Cracking down on illegal tobacco with Operation Shona
Hackney has joined forces with five London councils and HMRC to crack down on businesses selling illegal tobacco and alcohol.
Working in partnership with Islington, Camden, Enfield, Newham and Waltham Forest councils, and officers from HMRC, ‘Operation Shona’ helped to identify 41 businesses across the six boroughs selling illegal and counterfeit goods.
The premises included a barber shop, a kebab shop and an internet café, along with off licenses and corner shops, which were visited by officers after intelligence of criminal activity was gathered. Some of the visits involved trained sniffer dogs to improve detection rates.
Seizures from the premises included:
- 41,452 cigarettes (2,073 packs)
- 11.9kg hand-rolling tobacco (238 x 50g pouches)
- 9kg of chewing tobacco and shisha tobacco
- Over 200 litres of spirits; 520 litres of wine; and 1,100 litres of beer.
Altogether, 68 premises received a visit from officers over the four days of Operation Shona in April and September. All goods were non-UK duty paid, and a small amount was counterfeit or fake.
Five premises were inspected in Hackney to see if they supplied illegal tobacco and alcohol. Three premises were found with illegal products:
- Premises 1: Non-duty paid alcohol seized, 5 x 1 litre Glen’s vodka 1 litre Smirnoff vodka, 77 x 70cl Smirnoff vodka and 2 x 70cl Famous Grouse whisky
- Premises 2: Non-duty paid alcohol and cigarettes seized, including six bottles of alcohol seized, 180 packets of Marlborough Gold king-size, 260 packets of Marlborough Gold original, and 60 packets of Marlborough Red
- Premises 3: Non-duty paid tobacco seized, including 17 packets of Golden Virginia and 2 packets of Amber Leaf 50g
Premises 2 has subsequently closed and further investigations are being carried out on the other two premises with a possible view to enforcement action.

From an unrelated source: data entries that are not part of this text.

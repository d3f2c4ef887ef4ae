// src/remote/transport.rs

//! Pluggable remote shell abstraction.
//!
//! The session layer talks to a `RemoteShell` instead of a concrete SSH
//! client. Production code uses [`super::ssh::SshConnector`]; tests plug in a
//! scripted connector that never touches the network.

use std::future::Future;
use std::pin::Pin;

use crate::errors::Result;

pub type BoxFuture<'a, T> = Pin<Box<dyn Future<Output = T> + Send + 'a>>;

/// Where to connect, before SSH client configuration is applied.
#[derive(Debug, Clone, PartialEq, Eq)]
pub struct ConnectTarget {
    pub host: String,
    /// Explicit port; falls back to the config file's `Port`, then 22.
    pub port: Option<u16>,
    /// Explicit user; wins over the config file's `User`.
    pub username: Option<String>,
}

impl ConnectTarget {
    pub fn new(host: impl Into<String>) -> Self {
        Self {
            host: host.into(),
            port: None,
            username: None,
        }
    }
}

/// Captured result of one remote command.
#[derive(Debug, Clone, Default, PartialEq, Eq)]
pub struct CommandOutput {
    /// `None` if the server closed the channel without reporting a status.
    pub exit_status: Option<u32>,
    pub stdout: String,
    pub stderr: String,
}

impl CommandOutput {
    pub fn ok(stdout: impl Into<String>) -> Self {
        Self {
            exit_status: Some(0),
            stdout: stdout.into(),
            stderr: String::new(),
        }
    }

    pub fn failed(status: u32, stderr: impl Into<String>) -> Self {
        Self {
            exit_status: Some(status),
            stdout: String::new(),
            stderr: stderr.into(),
        }
    }

    pub fn success(&self) -> bool {
        self.exit_status == Some(0)
    }
}

/// One open connection to a worker host.
pub trait RemoteShell: Send {
    /// Run `command` through the remote user's shell and collect its output.
    fn exec<'a>(&'a mut self, command: &'a str) -> BoxFuture<'a, Result<CommandOutput>>;

    /// Graceful disconnect.
    fn close(&mut self) -> BoxFuture<'_, ()>;

    /// Best-effort teardown callable from `Drop`; must not block.
    fn abort(&mut self);
}

/// Opens [`RemoteShell`]s.
pub trait Connector: Send + Sync {
    fn connect<'a>(
        &'a self,
        target: &'a ConnectTarget,
    ) -> BoxFuture<'a, Result<Box<dyn RemoteShell>>>;
}
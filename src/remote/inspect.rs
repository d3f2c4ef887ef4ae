// src/remote/inspect.rs

//! Decoders for the output of remote inspection commands.
//!
//! Process inspection (`lsof -F cn`) emits one field per line, each prefixed
//! by a one-character type marker:
//!
//! ```text
//! p<pid>        ignored
//! c<command>    process command name
//! n<path>       file name; with `-d cwd` this is the working directory
//! ```
//!
//! Everything here is pure so it can be tested without a connection. The
//! `before_line` hooks let the session check its soft deadline per line.

use regex::Regex;

use crate::errors::{DaqError, Result};

/// One decoded line of `lsof -F` output.
#[derive(Debug, Clone, Copy, PartialEq, Eq)]
pub enum InspectLine<'a> {
    Command(&'a str),
    Cwd(&'a str),
    Other,
}

pub fn decode_line(line: &str) -> InspectLine<'_> {
    if let Some(rest) = line.strip_prefix('c') {
        InspectLine::Command(rest.trim())
    } else if let Some(rest) = line.strip_prefix('n') {
        InspectLine::Cwd(rest.trim())
    } else {
        InspectLine::Other
    }
}

/// Find the working directory of the process named `expected`.
///
/// - a `c` line naming any other process is a protocol error, since the
///   inspection was restricted to `expected`;
/// - the first `n` line wins;
/// - running out of lines without an `n` line means the process is not running.
pub fn locate_cwd<'a, I, F>(lines: I, expected: &str, mut before_line: F) -> Result<String>
where
    I: IntoIterator<Item = &'a str>,
    F: FnMut() -> Result<()>,
{
    for line in lines {
        before_line()?;
        match decode_line(line) {
            InspectLine::Command(name) if !name.starts_with(expected) => {
                return Err(DaqError::Protocol(format!(
                    "process inspection found '{name}' instead of {expected}"
                )));
            }
            InspectLine::Cwd(path) if path.is_empty() => {
                return Err(DaqError::Protocol(format!(
                    "process inspection reported an empty working directory for {expected}"
                )));
            }
            InspectLine::Cwd(path) => return Ok(path.to_string()),
            InspectLine::Command(_) | InspectLine::Other => {}
        }
    }
    Err(DaqError::Protocol(format!(
        "process inspection did not find {expected}"
    )))
}

pub const DEFAULT_ECC_SIGNATURE: &str = "getEccSoapServer";
pub const DEFAULT_DATA_ROUTER_SIGNATURE: &str = "dataRouter";

/// Patterns identifying worker processes in a process table listing.
#[derive(Debug, Clone)]
pub struct ProcessSignatures {
    pub ecc_server: Regex,
    pub data_router: Regex,
}

impl ProcessSignatures {
    pub fn new(ecc_server: &str, data_router: &str) -> Result<Self> {
        let compile = |pattern: &str| {
            Regex::new(pattern).map_err(|e| {
                DaqError::ConfigError(format!("invalid process pattern '{pattern}': {e}"))
            })
        };
        Ok(Self {
            ecc_server: compile(ecc_server)?,
            data_router: compile(data_router)?,
        })
    }
}

/// Which worker processes are running on a host.
#[derive(Debug, Clone, Copy, Default, PartialEq, Eq)]
pub struct ProcessLiveness {
    pub ecc_server: bool,
    pub data_router: bool,
}

/// Scan a process table (`ps -e`) for the two worker signatures.
pub fn scan_process_table<'a, I, F>(
    lines: I,
    signatures: &ProcessSignatures,
    mut before_line: F,
) -> Result<ProcessLiveness>
where
    I: IntoIterator<Item = &'a str>,
    F: FnMut() -> Result<()>,
{
    let mut found = ProcessLiveness::default();
    for line in lines {
        before_line()?;
        if signatures.ecc_server.is_match(line) {
            found.ecc_server = true;
        }
        if signatures.data_router.is_match(line) {
            found.data_router = true;
        }
    }
    Ok(found)
}

/// Keep listing lines naming files with the collected-data extension.
pub fn collected_files<'a, I>(lines: I, extension: &str) -> Vec<String>
where
    I: IntoIterator<Item = &'a str>,
{
    let suffix = format!(".{}", extension.trim_start_matches('.'));
    lines
        .into_iter()
        .map(str::trim)
        .filter(|line| line.len() > suffix.len() && line.ends_with(&suffix))
        .map(str::to_string)
        .collect()
}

Selling illegal tobacco is not a victimless crime – as well as depriving the community of funding for much needed public services, it exposes residents to the potential health consequences of unregulated tobacco products. All tobacco is harmful, but consumers have no way of knowing how dangerous these products are. I’m also concerned about cheap cigarettes being made available to children, potentially leading to a lifetime of addiction and serious health problems. Operation Shona is a fantastic example of partnership working across London boroughs to stamp this out. I’m hoping to see many more operations like this with fellow boroughs and the HMRC in the months to come.
The sale of illegal tobacco harms our most hard-pressed communities. It is sold cheaply and freely to young people, a time when many smokers start their long addiction. Its availability also undermines attempts to reduce the number of people already smoking in London. We therefore welcome this partnership between the councils in North East London working with HMRC to take collective action to rid illegal tobacco from their communities.
The illegal tobacco market robs the taxpayer of money that could otherwise be spent on providing vital public services like schools and hospitals, often falling into the hands of criminals. Projects like Operation Shona allow trading standards teams and other key organisations to work together and develop intelligence to help get illegal tobacco off the streets. Selling illegal tobacco is a crime and more enforcement work like this could help to tackle the problem directly.